To qualify for a critical worker exemption, a worker must: be part of a service of which a disruption would be harmful to the public, and, be determined by the owner or operator to be needed in-person for duties that are essential to the continued safe operations of the service.

Managers must also develop a safety plan to minimize the risk posed by COVID-positive employees.

The order also details a “risk hierarchy” for determining which workers should be called in. It states that preference should be given to workers who have three doses of vaccine, with unvaccinated workers being selected last.

Jubinville said there will be no targeted inspections but infractions may be noted if the businesses are inspected for other purposes and followed up on as required.

‘Wild west’ approach

Lorian Hardcastle, an associate professor in the faculty of law at the University of Calgary, said more oversight is needed to ensure workplace safety is maintained.
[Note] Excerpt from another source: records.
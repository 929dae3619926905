//! Screening result types.
//!
//! Represents the classifier's verdict, the per-feature attribution that
//! explains it, and the report handed to the presentation layer.

use serde::{Deserialize, Serialize};

use crate::domain::features::FeatureVector;
use crate::ScreeningError;

/// Default number of rows shown in a waterfall chart.
pub const DEFAULT_MAX_DISPLAY: usize = 10;

/// Binary risk classification.
#[derive(Debug, Clone, Copy, PartialEq, Eq, Serialize, Deserialize)]
#[serde(rename_all = "snake_case")]
pub enum RiskLabel {
    LowRisk,
    HighRisk,
}

impl RiskLabel {
    /// Map the classifier's own class decision to a label.
    ///
    /// # Errors
    /// Returns `ModelInvocation` for anything other than class 0 or 1.
    pub fn from_class(class: u8) -> Result<Self, ScreeningError> {
        match class {
            0 => Ok(Self::LowRisk),
            1 => Ok(Self::HighRisk),
            other => Err(ScreeningError::ModelInvocation(format!(
                "Classifier returned unknown class {other}"
            ))),
        }
    }

    /// Get a human-readable description.
    #[must_use]
    pub fn description(&self) -> &'static str {
        match self {
            Self::LowRisk => "Low risk (negative)",
            Self::HighRisk => "High risk (positive)",
        }
    }
}

impl std::fmt::Display for RiskLabel {
    fn fmt(&self, f: &mut std::fmt::Formatter<'_>) -> std::fmt::Result {
        match self {
            Self::LowRisk => write!(f, "LOW RISK"),
            Self::HighRisk => write!(f, "HIGH RISK"),
        }
    }
}

/// Result of the classifier for one input.
#[derive(Debug, Clone, Copy, PartialEq, Serialize, Deserialize)]
pub struct PredictionResult {
    /// The classifier's hard decision
    pub label: RiskLabel,

    /// Positive-class probability (0.0 to 1.0)
    pub probability: f64,
}

impl PredictionResult {
    #[must_use]
    pub fn new(label: RiskLabel, probability: f64) -> Self {
        Self { label, probability }
    }

    /// Probability of the reported label.
    #[must_use]
    pub fn confidence(&self) -> f64 {
        match self.label {
            RiskLabel::HighRisk => self.probability,
            RiskLabel::LowRisk => 1.0 - self.probability,
        }
    }
}

/// Signed contribution of one feature to a single prediction.
#[derive(Debug, Clone, PartialEq, Serialize, Deserialize)]
pub struct FeatureContribution {
    pub name: String,
    /// Model-space (scaled) value of the feature for this input
    pub feature_value: f64,
    pub contribution: f64,
}

/// Per-feature breakdown of one prediction relative to a baseline.
///
/// `base_value + sum(contributions)` reproduces `model_output` up to
/// floating-point error.
#[derive(Debug, Clone, PartialEq, Serialize, Deserialize)]
pub struct AttributionResult {
    /// Expected model output over the reference sample
    pub base_value: f64,

    /// Model output being explained (positive-class probability)
    pub model_output: f64,

    /// One entry per feature, in training order
    pub contributions: Vec<FeatureContribution>,
}

/// One row of a waterfall chart.
#[derive(Debug, Clone, PartialEq, Serialize, Deserialize)]
pub struct WaterfallRow {
    pub label: String,
    /// `None` for the folded "other features" row
    pub feature_value: Option<f64>,
    pub contribution: f64,
}

impl AttributionResult {
    /// Build from contributions given in training order.
    #[must_use]
    pub fn new(base_value: f64, model_output: f64, instance: &FeatureVector, values: &[f64]) -> Self {
        let contributions = instance
            .named()
            .zip(values)
            .map(|((name, feature_value), &contribution)| FeatureContribution {
                name: name.to_string(),
                feature_value,
                contribution,
            })
            .collect();
        Self {
            base_value,
            model_output,
            contributions,
        }
    }

    #[must_use]
    pub fn total_contribution(&self) -> f64 {
        self.contributions.iter().map(|c| c.contribution).sum()
    }

    /// Distance between `base_value + sum(contributions)` and `model_output`.
    #[must_use]
    pub fn additivity_gap(&self) -> f64 {
        (self.base_value + self.total_contribution() - self.model_output).abs()
    }

    /// Waterfall rows ranked by absolute contribution.
    ///
    /// When there are more features than `max_display`, the smallest ones are
    /// folded into a single trailing "N other features" row so the chart still
    /// sums to the model output.
    #[must_use]
    pub fn ranked(&self, max_display: usize) -> Vec<WaterfallRow> {
        let max_display = max_display.max(1);
        let mut sorted: Vec<&FeatureContribution> = self.contributions.iter().collect();
        sorted.sort_by(|a, b| b.contribution.abs().total_cmp(&a.contribution.abs()));

        let shown = if sorted.len() > max_display {
            max_display - 1
        } else {
            sorted.len()
        };

        let mut rows: Vec<WaterfallRow> = sorted[..shown]
            .iter()
            .map(|c| WaterfallRow {
                label: c.name.clone(),
                feature_value: Some(c.feature_value),
                contribution: c.contribution,
            })
            .collect();

        let rest = &sorted[shown..];
        if !rest.is_empty() {
            rows.push(WaterfallRow {
                label: format!("{} other features", rest.len()),
                feature_value: None,
                contribution: rest.iter().map(|c| c.contribution).sum(),
            });
        }
        rows
    }
}

/// Outcome of the attribution stage, which may fail without invalidating
/// the prediction.
#[derive(Debug, Clone, PartialEq, Serialize, Deserialize)]
#[serde(tag = "status", rename_all = "snake_case")]
pub enum ExplanationOutcome {
    Available(AttributionResult),
    Unavailable { reason: String },
    Skipped,
}

impl ExplanationOutcome {
    #[must_use]
    pub fn attribution(&self) -> Option<&AttributionResult> {
        match self {
            Self::Available(a) => Some(a),
            _ => None,
        }
    }
}

/// Everything produced by one screening cycle.
#[derive(Debug, Clone, Serialize, Deserialize)]
pub struct ScreeningReport {
    /// Encoded input before scaling
    pub features: FeatureVector,

    /// Model input after scaling
    pub scaled: FeatureVector,

    pub prediction: PredictionResult,

    pub explanation: ExplanationOutcome,

    pub created_at: chrono::DateTime<chrono::Utc>,
}
//! Ports layer: Trait definitions for the black-box collaborators.
//!
//! The classifier, the scaler, the attribution method and the reference data
//! source are all externally supplied. The core relies only on these narrow
//! contracts, never on their internals.

mod attribution;
mod classifier;
mod reference;
mod scaler;

pub use attribution::AttributionEngine;
pub use classifier::Classifier;
pub use reference::ReferenceSource;
pub use scaler::FeatureScaler;
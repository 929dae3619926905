//! Kernel SHAP adapter: Model-agnostic attribution over a reference sample.
//!
//! Explains the positive-class probability of one instance. Features are
//! switched between the instance value and background values according to
//! coalition masks; the expected model output for each coalition is regressed
//! on the masks with Shapley kernel weights.
//!
//! # Coalition budget
//!
//! With `M` varying features there are `2^M - 2` proper coalitions. If the
//! budget (`2M + 2048` by default) covers them all, they are enumerated and the
//! result is the exact Shapley value of the interventional game. Otherwise
//! coalition sizes are enumerated smallest-first (with their complements)
//! while the budget allows, and the remaining mass is sampled from the kernel
//! distribution with a seeded ChaCha RNG.
//!
//! # Additivity
//!
//! The regression is constrained by eliminating the last varying feature, so
//! `base_value + sum(contributions) == model_output` up to rounding.

use std::collections::HashMap;

use nalgebra::{DMatrix, DVector};
use rand::distributions::{Distribution, WeightedIndex};
use rand::SeedableRng;
use rand_chacha::ChaCha8Rng;

use crate::config::ScreeningConfig;
use crate::domain::{AttributionResult, FeatureVector, ReferenceSample, FEATURE_COUNT};
use crate::ports::{AttributionEngine, Classifier};
use crate::ScreeningError;

/// Extra coalitions on top of `2M` in the default budget.
const DEFAULT_EXTRA_SAMPLES: usize = 2048;

/// Singular values below this are treated as zero in the solve.
const SVD_EPS: f64 = 1e-12;

fn unavailable(reason: impl std::fmt::Display) -> ScreeningError {
    ScreeningError::ExplainerUnavailable(reason.to_string())
}

/// `numpy.isclose(a, b)` with default tolerances. The relative term scales with `b`.
fn is_close(a: f64, b: f64) -> bool {
    (a - b).abs() <= 1e-8 + 1e-5 * b.abs()
}

fn binomial(n: usize, k: usize) -> f64 {
    let k = k.min(n - k);
    (0..k).fold(1.0, |acc, i| acc * (n - i) as f64 / (i + 1) as f64)
}

fn bit(mask: u32, k: usize) -> f64 {
    if mask & (1 << k) != 0 {
        1.0
    } else {
        0.0
    }
}

/// Deduplicated coalition masks with accumulated weights.
#[derive(Debug, Default)]
struct Coalitions {
    masks: Vec<u32>,
    weights: Vec<f64>,
    index: HashMap<u32, usize>,
}

impl Coalitions {
    /// Add a mask, or bump its weight if already present. Returns whether it was new.
    fn add(&mut self, mask: u32, weight: f64) -> bool {
        if let Some(&i) = self.index.get(&mask) {
            self.weights[i] += weight;
            false
        } else {
            self.index.insert(mask, self.masks.len());
            self.masks.push(mask);
            self.weights.push(weight);
            true
        }
    }

    fn len(&self) -> usize {
        self.masks.len()
    }
}

/// Choose coalitions over `m` players within `nsamples`.
fn build_coalitions(m: usize, nsamples: usize, rng: &mut ChaCha8Rng) -> Coalitions {
    let full: u32 = (1u32 << m) - 1;
    let max_samples = (1usize << m) - 2;
    let nsamples = nsamples.min(max_samples);

    let num_subset_sizes = m / 2;
    let num_paired = (m - 1) / 2;

    let mut weight_vector: Vec<f64> = (1..=num_subset_sizes)
        .map(|s| (m - 1) as f64 / (s * (m - s)) as f64)
        .collect();
    for w in weight_vector.iter_mut().take(num_paired) {
        *w *= 2.0;
    }
    let total: f64 = weight_vector.iter().sum();
    for w in &mut weight_vector {
        *w /= total;
    }

    let mut coalitions = Coalitions::default();
    let mut remaining = weight_vector.clone();
    let mut samples_left = nsamples;
    let mut num_full = 0;

    for size in 1..=num_subset_sizes {
        let paired = size <= num_paired;
        let mut nsubsets = binomial(m, size);
        if paired {
            nsubsets *= 2.0;
        }
        if (samples_left as f64) * remaining[size - 1] / nsubsets < 1.0 - 1e-8 {
            break;
        }

        num_full += 1;
        samples_left = samples_left.saturating_sub(nsubsets as usize);
        if remaining[size - 1] < 1.0 {
            let denom = 1.0 - remaining[size - 1];
            for r in &mut remaining {
                *r /= denom;
            }
        }

        let mut w = weight_vector[size - 1] / binomial(m, size);
        if paired {
            w /= 2.0;
        }
        for mask in (1..full).filter(|mask: &u32| mask.count_ones() as usize == size) {
            coalitions.add(mask, w);
            if paired {
                coalitions.add(!mask & full, w);
            }
        }
    }

    let nfixed = coalitions.len();
    if num_full == num_subset_sizes || samples_left == 0 {
        return coalitions;
    }

    // Sample the rest from the kernel over the sizes not enumerated.
    let mut draw_weights = weight_vector.clone();
    for w in draw_weights.iter_mut().take(num_paired) {
        *w /= 2.0;
    }
    let draw_weights = &draw_weights[num_full..];
    let Ok(size_dist) = WeightedIndex::new(draw_weights) else {
        return coalitions;
    };

    let max_draws = 4 * samples_left;
    let mut draws = 0;
    while samples_left > 0 && draws < max_draws {
        draws += 1;
        let size = size_dist.sample(rng) + num_full + 1;
        let mask = rand::seq::index::sample(rng, m, size)
            .into_iter()
            .fold(0u32, |acc, k| acc | (1 << k));

        if coalitions.add(mask, 1.0) {
            samples_left -= 1;
        }
        if samples_left > 0 && size <= num_paired && coalitions.add(!mask & full, 1.0) {
            samples_left -= 1;
        }
    }

    // Rescale sampled weights to the kernel mass left after enumeration.
    let weight_left: f64 = weight_vector[num_full..].iter().sum();
    let sampled: f64 = coalitions.weights[nfixed..].iter().sum();
    if sampled > 0.0 {
        for w in &mut coalitions.weights[nfixed..] {
            *w *= weight_left / sampled;
        }
    }

    coalitions
}

/// Sampling Kernel SHAP over the positive-class probability.
#[derive(Debug, Clone)]
pub struct KernelExplainer {
    nsamples: Option<usize>,
    seed: u64,
}

impl KernelExplainer {
    #[must_use]
    pub fn new(seed: u64) -> Self {
        Self {
            nsamples: None,
            seed,
        }
    }

    /// Fix the coalition budget instead of `2M + 2048`.
    #[must_use]
    pub fn with_nsamples(mut self, nsamples: usize) -> Self {
        self.nsamples = Some(nsamples);
        self
    }

    #[must_use]
    pub fn from_config(config: &ScreeningConfig) -> Self {
        Self {
            nsamples: config.explainer_nsamples,
            seed: config.seed,
        }
    }

    /// Mean positive-class probability over background rows with the
    /// coalition's features taken from `x`.
    fn coalition_value(
        model: &dyn Classifier,
        x: &[f64; FEATURE_COUNT],
        background: &[[f64; FEATURE_COUNT]],
        varying: &[usize],
        mask: u32,
    ) -> Result<f64, ScreeningError> {
        let mut total = 0.0;
        for row in background {
            let mut synth = *row;
            for (k, &j) in varying.iter().enumerate() {
                if mask & (1 << k) != 0 {
                    synth[j] = x[j];
                }
            }
            total += model.predict_proba(&synth)?[1];
        }
        Ok(total / background.len() as f64)
    }

    fn solve(
        coalitions: &Coalitions,
        values: &[f64],
        base: f64,
        output: f64,
        m: usize,
    ) -> Result<Vec<f64>, ScreeningError> {
        let last = m - 1;
        let gap = output - base;
        let n = coalitions.len();
        if n == 0 {
            return Err(unavailable("no coalitions within budget"));
        }
        let sqrt_w: Vec<f64> = coalitions.weights.iter().map(|w| w.sqrt()).collect();

        let a = DMatrix::from_fn(n, last, |i, k| {
            let mask = coalitions.masks[i];
            (bit(mask, k) - bit(mask, last)) * sqrt_w[i]
        });
        let b = DVector::from_fn(n, |i, _| {
            (values[i] - base - bit(coalitions.masks[i], last) * gap) * sqrt_w[i]
        });

        let phi = a
            .svd(true, true)
            .solve(&b, SVD_EPS)
            .map_err(|e| unavailable(format!("least-squares solve failed: {e}")))?;

        let mut out: Vec<f64> = phi.iter().copied().collect();
        let head: f64 = out.iter().sum();
        out.push(gap - head);
        Ok(out)
    }
}

impl AttributionEngine for KernelExplainer {
    fn attribute(
        &self,
        instance: &FeatureVector,
        model: &dyn Classifier,
        reference: &ReferenceSample,
    ) -> Result<AttributionResult, ScreeningError> {
        if reference.is_empty() {
            return Err(unavailable("reference sample is empty"));
        }
        if model.n_features() != FEATURE_COUNT {
            return Err(unavailable(format!(
                "model expects {} features, explainer provides {FEATURE_COUNT}",
                model.n_features()
            )));
        }

        let x = instance.to_array();
        let background: Vec<[f64; FEATURE_COUNT]> =
            reference.rows().iter().map(FeatureVector::to_array).collect();

        let output = model.predict_proba(&x).map_err(unavailable)?[1];
        let mut base = 0.0;
        for row in &background {
            base += model.predict_proba(row).map_err(unavailable)?[1];
        }
        base /= background.len() as f64;

        let varying: Vec<usize> = (0..FEATURE_COUNT)
            .filter(|&j| background.iter().any(|row| !is_close(x[j], row[j])))
            .collect();
        let m = varying.len();

        let mut contributions = [0.0; FEATURE_COUNT];
        match m {
            0 => {}
            1 => contributions[varying[0]] = output - base,
            _ => {
                let budget = self
                    .nsamples
                    .unwrap_or(2 * m + DEFAULT_EXTRA_SAMPLES);
                let mut rng = ChaCha8Rng::seed_from_u64(self.seed);
                let coalitions = build_coalitions(m, budget, &mut rng);

                let values = coalitions
                    .masks
                    .iter()
                    .map(|&mask| Self::coalition_value(model, &x, &background, &varying, mask))
                    .collect::<Result<Vec<f64>, _>>()
                    .map_err(unavailable)?;

                let phi = Self::solve(&coalitions, &values, base, output, m)?;
                for (&j, v) in varying.iter().zip(phi) {
                    contributions[j] = v;
                }
                tracing::debug!(
                    "Kernel SHAP: {} varying features, {} coalitions",
                    m,
                    coalitions.len()
                );
            }
        }

        if contributions.iter().any(|c| !c.is_finite()) {
            return Err(unavailable("non-finite attribution"));
        }

        Ok(AttributionResult::new(base, output, instance, &contributions))
    }
}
“I’m confused as to how the government took evidence that the infectious period can be shorter to mean that there’s no infectious period at all,” said Hardcastle.

The province should have also created an exhaustive list of which operators qualify and established an application process to ensure each worksite safety plan is reviewed by the chief medical officer of health, Hardcastle said.

Inspections should be mandatory, she added.

“Both of those things would have helped satisfy the concern that it’s going to be a bit of a Wild West in terms of which businesses decide that they qualify.”